Two images which appear repeatedly throughout the world are the uroborous and the mandala. The uroborous is a circular snake or dragon, usually depicted biting its tail, and is a symbol of wholeness and undifferentiation, of stillness and unity (Neumann 1973: 10) "Although absolute rest is something static and eternal, unchanging and therefore without history, it is at the same time the place of origin and the germ cell of creativity" (Neumann 1954: 10) The uroborous represents the ego-consciousness in potentia, a "dawn state" characteristic of the young infant or archaic civilization, such as ancient Africa (Stevens 1982: 93; Neumann 1954: 11).
The mandala symbol, in contrast, while also representing the Self, depicts the self in the second half of life or in more recent civilization, where consciousness has evolved to a higher level (Stevens 1982: 93). "Like the uroborus, [mandalas] are basically circular in form, though the centre is emphasized and, in addition, they normally incorporate some symbolic representation of the quaternity (e.g. a cross or a square). They are age-old symbols of 'wholeness', 'totality' and 'deity'" (Stevens 1982: 93). "Detachment from the uroborous, entry into the world, and the encounter with the universal principle of opposites are the essential tasks of human and individual development" (Neumann 1954: 35). The mandala is a symbol which depicts the goal and result of this developmental process.
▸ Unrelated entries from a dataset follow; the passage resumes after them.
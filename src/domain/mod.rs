pub mod record;
pub mod result;

// Re-export commonly used types
pub use record::{Category, Document, Record, RecordId, TransformedRecord};
pub use result::AggregateResult;
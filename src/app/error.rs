use std::io;
use thiserror::Error;

use crate::config::ConfigError;
use crate::io::ReportError;
use crate::pipeline::PipelineError;
use crate::registry::RegistryError;
use crate::storage::ProviderError;

/// Top-level application errors unifying all layer errors
#[derive(Error, Debug)]
pub enum AppError {
    #[error("IO error: {0}")]
    Io(#[from] io::Error),

    #[error("Config error: {0}")]
    Config(#[from] ConfigError),

    #[error("Pipeline error: {0}")]
    Pipeline(#[from] PipelineError),

    #[error("Provider error: {0}")]
    Provider(#[from] ProviderError),

    #[error("gPAS error: {0}")]
    Registry(#[from] RegistryError),

    #[error("Report error: {0}")]
    Report(#[from] ReportError),

    #[error("Failed to initialize logging: {0}")]
    Logging(String),

    #[error("Invalid arguments: {0}")]
    InvalidArguments(String),
}
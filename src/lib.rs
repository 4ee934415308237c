//! Concurrent FHIR pseudonymization pipeline.
//!
//! Records are streamed from a [`storage::StorageProvider`], sent through a
//! [`transform::TransformClient`] by a bounded worker pool and written back
//! to the destination; the run yields per-category counts.

pub mod app;
pub mod config;
pub mod domain;
pub mod io;
pub mod pipeline;
pub mod prelude;
pub mod registry;
pub mod storage;
pub mod transform;
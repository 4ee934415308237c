use std::io;
use thiserror::Error;

/// Errors writing the run report
#[derive(Error, Debug)]
pub enum ReportError {
    #[error("CSV error: {0}")]
    Csv(#[from] csv_async::Error),

    #[error("IO error: {0}")]
    Io(#[from] io::Error),
}
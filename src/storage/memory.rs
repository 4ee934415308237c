use std::sync::atomic::{AtomicBool, Ordering};

use async_trait::async_trait;
use dashmap::{DashMap, DashSet};
use tracing::{debug, info};

use super::error::ProviderError;
use super::traits::{RecordSink, StorageProvider};
use crate::domain::{Category, Document, Record, RecordId, TransformedRecord};

/// Concurrent in-memory provider using DashMap
///
/// Source categories are enumerated in insertion order. Written records are
/// keyed by `(category, id)`, so repeated writes of the same record upsert.
pub struct MemoryProvider {
    name: String,
    sources: Vec<(Category, Vec<(RecordId, Document)>)>,
    written: DashMap<(String, RecordId), Document>,
    failing_writes: DashSet<RecordId>,
    closed: AtomicBool,
}

impl MemoryProvider {
    /// Create a new empty provider
    pub fn new() -> Self {
        Self {
            name: "in-memory".to_string(),
            sources: Vec::new(),
            written: DashMap::new(),
            failing_writes: DashSet::new(),
            closed: AtomicBool::new(false),
        }
    }

    /// Add a source category with its records
    pub fn with_category<I>(mut self, name: &str, records: I) -> Self
    where
        I: IntoIterator<Item = (RecordId, Document)>,
    {
        self.sources
            .push((Category::new(name), records.into_iter().collect()));
        self
    }

    /// Make every write of `id` fail with [`ProviderError::WriteRejected`]
    pub fn with_failing_write(self, id: impl Into<RecordId>) -> Self {
        self.failing_writes.insert(id.into());
        self
    }

    /// Stored payload for a destination record
    pub fn written(&self, category: &str, id: &RecordId) -> Option<Document> {
        self.written
            .get(&(category.to_string(), id.clone()))
            .map(|entry| entry.value().clone())
    }

    /// Number of distinct records stored at the destination
    pub fn written_len(&self) -> usize {
        self.written.len()
    }

    pub fn is_closed(&self) -> bool {
        self.closed.load(Ordering::Acquire)
    }
}

impl Default for MemoryProvider {
    fn default() -> Self {
        Self::new()
    }
}

#[async_trait]
impl StorageProvider for MemoryProvider {
    fn name(&self) -> &str {
        &self.name
    }

    async fn read(&self, sink: RecordSink) -> Result<(), ProviderError> {
        if self.sources.is_empty() {
            return Err(ProviderError::NoCategories(self.name.clone()));
        }

        for (category, records) in &self.sources {
            for (id, payload) in records {
                sink.push(Record::new(id.clone(), payload.clone(), category.clone()))
                    .await?;
            }
            info!(category = %category, count = records.len(), "Read category");
        }

        Ok(())
    }

    async fn write(&self, record: TransformedRecord) -> Result<(), ProviderError> {
        if self.is_closed() {
            return Err(ProviderError::Closed);
        }
        if self.failing_writes.contains(record.id()) {
            return Err(ProviderError::WriteRejected(record.id().to_string()));
        }

        let (id, payload, origin) = record.into_parts();
        debug!(id = %id, category = %origin, "Storing record");
        self.written.insert((origin.name().to_string(), id), payload);
        Ok(())
    }

    async fn close(&self) -> Result<(), ProviderError> {
        self.closed.store(true, Ordering::Release);
        Ok(())
    }
}
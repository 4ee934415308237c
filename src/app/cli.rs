use std::future::Future;

use tracing::{error, warn};

use super::error::AppError;

/// Exit code for a clean run
pub const EXIT_OK: i32 = 0;
/// Exit code for a run ending in an error
pub const EXIT_ERROR: i32 = 1;

/// CLI application runner that handles:
/// - Signal handling (SIGINT, SIGTERM, SIGHUP)
/// - Exit codes (0 = success, 1 = error, 130 = SIGINT, 143 = SIGTERM, 129 = SIGHUP)
pub struct CliApp {
    name: String,
}

impl CliApp {
    pub fn new(name: &str) -> Self {
        Self {
            name: name.to_string(),
        }
    }

    pub fn name(&self) -> &str {
        &self.name
    }

    /// Run the main future against signal reception and return the exit code
    pub async fn run<Fut>(self, main_fut: Fut) -> i32
    where
        Fut: Future<Output = Result<(), AppError>>,
    {
        tokio::select! {
            result = main_fut => exit_code(&self.name, result),
            signal_code = wait_for_signal() => {
                warn!(app = %self.name, exit_code = signal_code, "Interrupted, partial results may have been written");
                signal_code
            }
        }
    }
}

/// Exit code for a finished main future
pub fn exit_code(name: &str, result: Result<(), AppError>) -> i32 {
    match result {
        Ok(()) => EXIT_OK,
        Err(e) => {
            error!(app = %name, error = %e, "Execution failed");
            // Logging may not be set up yet when config loading fails
            eprintln!("Error: {}", e);
            EXIT_ERROR
        }
    }
}

/// Wait for SIGINT, SIGTERM or SIGHUP and return the matching exit code
///
/// A signal that cannot be registered is never delivered.
async fn wait_for_signal() -> i32 {
    #[cfg(unix)]
    {
        use tokio::signal::unix::{SignalKind, signal};

        async fn recv(kind: SignalKind) {
            match signal(kind) {
                Ok(mut stream) => {
                    stream.recv().await;
                }
                Err(e) => {
                    warn!(error = %e, "Failed to set up signal handler");
                    std::future::pending::<()>().await;
                }
            }
        }

        tokio::select! {
            _ = recv(SignalKind::terminate()) => {
                warn!("Received SIGTERM");
                143 // 128 + 15
            }
            _ = recv(SignalKind::interrupt()) => {
                warn!("Received SIGINT");
                130 // 128 + 2
            }
            _ = recv(SignalKind::hangup()) => {
                warn!("Received SIGHUP");
                129 // 128 + 1
            }
        }
    }

    #[cfg(not(unix))]
    {
        if let Err(e) = tokio::signal::ctrl_c().await {
            warn!(error = %e, "Failed to set up Ctrl+C handler");
            std::future::pending::<()>().await;
        }
        warn!("Received Ctrl+C");
        130
    }
}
It is interesting to note that Bührmann's investigations show that Xhosa healing rituals and divinations take place within a mandala form (Bührmann & Gqomfa 1982: 48). Amongst the Navaho Indians of North America, "colored sand, pollen, etc., is strewn on the ground to make patterns, often in mandala form, for cultic and therapeutic purposes. ... The picture is used for the rites performed when someone has been struck by lightning or drowned, occassionally also when someone is hurt out in the field" (Jaffé 1979: 79). Sandner also notes the many parrallels between Xhosa mandalas and those of Navaho Indians (1982: 175).
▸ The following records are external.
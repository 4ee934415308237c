use async_trait::async_trait;
use pseudonymous::prelude::*;
use serde_json::json;
use std::time::Duration;

/// Generate a provider holding `per_category` records in each category
pub fn generate_provider(categories: &[&str], per_category: usize) -> MemoryProvider {
    categories.iter().fold(MemoryProvider::new(), |provider, name| {
        let records = (0..per_category).map(|n| {
            let payload = json!({
                "resourceType": name,
                "id": n.to_string(),
                "identifier": [{"system": "urn:mrn", "value": format!("{}-{}", name, n)}],
            });
            (
                RecordId::new(n.to_string()),
                payload.as_object().cloned().unwrap_or_default(),
            )
        });
        provider.with_category(name, records)
    })
}

/// Echo transform simulating a fixed service latency
pub struct LatencyTransform(pub Duration);

#[async_trait]
impl TransformClient for LatencyTransform {
    async fn send(&self, payload: &[u8], _routing_label: &str) -> Result<Vec<u8>, TransformError> {
        if !self.0.is_zero() {
            tokio::time::sleep(self.0).await;
        }
        Ok(payload.to_vec())
    }
}
use std::collections::HashMap;
use std::fmt;
use std::time::Duration;

/// Outcome of one pipeline run: successful writes per category label
#[derive(Debug, Clone, Default, PartialEq)]
pub struct AggregateResult {
    pub counts: HashMap<String, usize>,
    pub duration: Duration,
}

impl AggregateResult {
    /// Number of successfully written records for a category (0 if unseen)
    pub fn count(&self, category: &str) -> usize {
        self.counts.get(category).copied().unwrap_or(0)
    }

    /// Sum over all categories
    pub fn total(&self) -> usize {
        self.counts.values().sum()
    }

    /// Categories with their counts, ordered by label
    pub fn sorted(&self) -> Vec<(&str, usize)> {
        let mut entries: Vec<_> = self
            .counts
            .iter()
            .map(|(label, count)| (label.as_str(), *count))
            .collect();
        entries.sort_unstable_by(|a, b| a.0.cmp(b.0));
        entries
    }
}

impl fmt::Display for AggregateResult {
    fn fmt(&self, f: &mut fmt::Formatter<'_>) -> fmt::Result {
        let mut first = true;
        for (label, count) in self.sorted() {
            if !first {
                f.write_str(" ")?;
            }
            write!(f, "{}={}", label, count)?;
            first = false;
        }
        Ok(())
    }
}
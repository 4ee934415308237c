use reqwest::Client;
use tracing::{error, info, warn};

use super::domain::{DomainDefinition, fault_string};
use super::error::RegistryError;
use crate::config::{BasicAuth, DomainsConfig, GpasConfig};

/// SOAP client for the gPAS domain manager
pub struct GpasClient {
    http: Client,
    url: String,
    auth: Option<BasicAuth>,
    domains: DomainsConfig,
}

impl GpasClient {
    pub fn new(config: &GpasConfig) -> Result<Self, RegistryError> {
        let http = Client::builder().build()?;
        Ok(Self {
            http,
            url: config.url.clone(),
            auth: config.auth.as_ref().and_then(|auth| auth.basic.clone()),
            domains: config.domains.clone(),
        })
    }

    /// Domains provisioned for a project, parent first
    pub fn domains_for(&self, project: &str) -> Vec<DomainDefinition> {
        std::iter::once(DomainDefinition::project(project))
            .chain(
                self.domains
                    .config
                    .iter()
                    .map(|(name, prefix)| DomainDefinition::child(project, name, prefix)),
            )
            .collect()
    }

    /// Create the project domain and its child domains, stopping at the
    /// first failure
    pub async fn setup_domains(&self, project: &str) -> Result<(), RegistryError> {
        for domain in self.domains_for(project) {
            if let Err(e) = self.add_domain(&domain).await {
                error!(domain = %domain.name, error = %e, "Failed to create gPAS domain");
                return Err(e);
            }
        }
        Ok(())
    }

    async fn add_domain(&self, domain: &DomainDefinition) -> Result<(), RegistryError> {
        let mut request = self
            .http
            .post(&self.url)
            .header(reqwest::header::CONTENT_TYPE, "text/xml")
            .body(domain.to_soap());
        if let Some(auth) = &self.auth {
            request = request.basic_auth(&auth.username, Some(&auth.password));
        }

        let response = request.send().await?;
        let status = response.status();
        if status == reqwest::StatusCode::OK {
            info!(domain = %domain.name, "Created gPAS domain");
            return Ok(());
        }

        if status == reqwest::StatusCode::INTERNAL_SERVER_ERROR && self.domains.use_existing {
            let body = response.text().await?;
            if let Some(fault) = fault_string(&body) {
                if fault == domain.already_exists_fault() {
                    warn!(domain = %domain.name, "Reusing existing domain");
                    return Ok(());
                }
                return Err(RegistryError::Fault {
                    domain: domain.name.clone(),
                    fault,
                });
            }
        }

        Err(RegistryError::Status {
            domain: domain.name.clone(),
            status: status.as_u16(),
        })
    }
}
use csv_async::AsyncWriter;
use futures::io::AsyncWrite;

use super::error::ReportError;
use crate::domain::AggregateResult;

/// Write per-category counts as `category,count` CSV, sorted by category
pub async fn write_report<W>(result: &AggregateResult, writer: W) -> Result<(), ReportError>
where
    W: AsyncWrite + Unpin,
{
    let mut csv = AsyncWriter::from_writer(writer);

    csv.write_record(&["category", "count"]).await?;
    for (category, count) in result.sorted() {
        csv.write_record(&[category, count.to_string().as_str()]).await?;
    }

    csv.flush().await?;
    Ok(())
}

#[cfg(test)]
mod tests {
    use super::*;
    use std::collections::HashMap;

    #[tokio::test]
    async fn writes_header_for_empty_result() {
        let mut output = Vec::new();

        write_report(&AggregateResult::default(), &mut output)
            .await
            .unwrap();

        assert_eq!(String::from_utf8(output).unwrap(), "category,count\n");
    }

    #[tokio::test]
    async fn writes_rows_sorted_by_category() {
        let result = AggregateResult {
            counts: HashMap::from([
                ("Patient".to_string(), 2),
                ("Encounter".to_string(), 5),
                ("Observation".to_string(), 11),
            ]),
            ..AggregateResult::default()
        };
        let mut output = Vec::new();

        write_report(&result, &mut output).await.unwrap();

        assert_eq!(
            String::from_utf8(output).unwrap(),
            "category,count\nEncounter,5\nObservation,11\nPatient,2\n"
        );
    }
}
"When a man is ill the Pueblo Indians of New Mexico make a sand-painting of a mandala with four gates. In the centre of it they build the so-called sweat-house or medicine-lodge, where the patient has to undergo the sweat-cure. On the floor of the medicine-lodge is painted another magic circle - being thus placed in the centre of the big mandala - and in the midst of it is the bowl with the healing water. The water symbolizes the entrance to the underworld. The healing process in this ceremony is clearly analogous to the symbolism which we find in the collective unconscious. It is an individual process, an identification with the totality of the person, with the self" (Jung 1968: 138).
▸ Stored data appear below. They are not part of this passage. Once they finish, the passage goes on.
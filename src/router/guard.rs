//! Navigation guard: restore the session once, then apply route access flags.
//!
//! SYSTEM CONTEXT
//! ==============
//! Every route change goes through `NavigationGuard::evaluate` before the
//! destination renders. The first evaluation awaits the session's one-time
//! restore so access decisions never run on a half-restored session.
//!
//! Per navigation: `Pending -> [Bootstrapping] -> Evaluated -> Allowed | Redirected`.
//! Evaluation always reaches a terminal phase; a failed restore has already
//! logged the session out, so evaluation proceeds on a logged-out state.

#[cfg(test)]
#[path = "guard_test.rs"]
mod guard_test;

use super::policy::{self, AccessPolicy};
use crate::config::ClientConfig;
use crate::state::auth::AuthState;
use crate::state::session::Session;

/// Query parameter carrying the originally requested path to the login page.
pub const REDIRECT_PARAM: &str = "redirect";

#[derive(Debug, Clone, Copy, PartialEq, Eq)]
pub enum GuardPhase {
    Pending,
    Bootstrapping,
    Evaluated,
    Redirected,
    Allowed,
}

/// Outcome of a guard evaluation.
#[derive(Debug, Clone, PartialEq, Eq)]
pub enum Navigation {
    Allow,
    /// Replace the navigation with this full path.
    Redirect(String),
}

impl Navigation {
    #[must_use]
    pub fn phase(&self) -> GuardPhase {
        match self {
            Self::Allow => GuardPhase::Allowed,
            Self::Redirect(_) => GuardPhase::Redirected,
        }
    }
}

/// Where redirects send the user.
#[derive(Debug, Clone, PartialEq, Eq)]
struct Targets {
    login: String,
    landing: String,
    access_denied: String,
}

/// Route-change interceptor bound to one session.
#[derive(Debug, Clone)]
pub struct NavigationGuard {
    session: Session,
    targets: Targets,
}

impl NavigationGuard {
    #[must_use]
    pub fn new(session: Session, config: &ClientConfig) -> Self {
        Self {
            session,
            targets: Targets {
                login: config.login_route.clone(),
                landing: config.landing_route.clone(),
                access_denied: config.access_denied_route.clone(),
            },
        }
    }

    #[must_use]
    pub fn session(&self) -> &Session {
        &self.session
    }

    /// Decide whether navigation to `full_path` (path plus optional query)
    /// may proceed.
    pub async fn evaluate(&self, full_path: &str) -> Navigation {
        let mut phase = GuardPhase::Pending;
        if !self.session.is_bootstrapped() {
            phase = transition(full_path, phase, GuardPhase::Bootstrapping);
            self.session.bootstrap().await;
        }
        transition(full_path, phase, GuardPhase::Evaluated);

        let route = policy::resolve(path_of(full_path));
        let outcome = self.decide(route.policy, &self.session.snapshot(), full_path);
        transition(full_path, GuardPhase::Evaluated, outcome.phase());
        outcome
    }

    /// Apply `policy` to `state`. Pure; no bootstrap.
    #[must_use]
    pub fn decide(&self, policy: AccessPolicy, state: &AuthState, full_path: &str) -> Navigation {
        if policy.requires_auth && !state.authenticated {
            return Navigation::Redirect(self.login_redirect(full_path));
        }
        if policy.guest_only && state.authenticated {
            return Navigation::Redirect(self.targets.landing.clone());
        }
        if policy.requires_admin && !state.is_admin() {
            return Navigation::Redirect(self.targets.access_denied.clone());
        }
        Navigation::Allow
    }

    /// Login route carrying `full_path` as the return target.
    #[must_use]
    pub fn login_redirect(&self, full_path: &str) -> String {
        match serde_urlencoded::to_string([(REDIRECT_PARAM, full_path)]) {
            Ok(query) => format!("{}?{query}", self.targets.login),
            Err(_) => self.targets.login.clone(),
        }
    }

    /// Where to go after a successful login, from the login page's query.
    ///
    /// Only same-origin absolute paths are honored; anything else, including
    /// a loop back to a guest-only page, yields the landing route.
    #[must_use]
    pub fn redirect_target(&self, query: &str) -> String {
        query_param(query, REDIRECT_PARAM)
            .filter(|target| is_local_path(target))
            .filter(|target| !policy::resolve(path_of(target)).policy.guest_only)
            .unwrap_or_else(|| self.targets.landing.clone())
    }
}

fn transition(full_path: &str, from: GuardPhase, to: GuardPhase) -> GuardPhase {
    log::debug!("guard {full_path}: {from:?} -> {to:?}");
    to
}

/// Path component of a full path, without query or fragment.
#[must_use]
pub fn path_of(full_path: &str) -> &str {
    let end = full_path.find(['?', '#']).unwrap_or(full_path.len());
    &full_path[..end]
}

/// First value of `name` in a query string (leading `?` optional).
#[must_use]
pub fn query_param(query: &str, name: &str) -> Option<String> {
    let query = query.strip_prefix('?').unwrap_or(query);
    serde_urlencoded::from_str::<Vec<(String, String)>>(query)
        .ok()?
        .into_iter()
        .find_map(|(k, v)| (k == name).then_some(v))
}

fn is_local_path(target: &str) -> bool {
    target.starts_with('/') && !target.starts_with("//") && !target.contains('\\')
}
Figure 7 is a replica of a brass shield from the Benin people of Nigeria. It clearly contains the uroborous image, symbol of undifferentiated wholeness and potentiality. The world snake is a powerful myth in Africa, "In the beginning, the serpent power coiled itself around the unshaped earth, holding it together, and it still has this function" (Willis 1993: 277).
Figure 7. Nigerian Uroborous of Shield
Figure 8: "Concentric circles (a sun wheel) carved into a cliff in the Transvaal, South Africa, during the Paleolithic age [ie. before 5000 BC] - one of the oldest pictorial representations created by man" (ibid.: 78). Jung notes that the wheel had not yet been invented in this age, and so concludes that it is an archetypcal image, a mandala (1968: 42).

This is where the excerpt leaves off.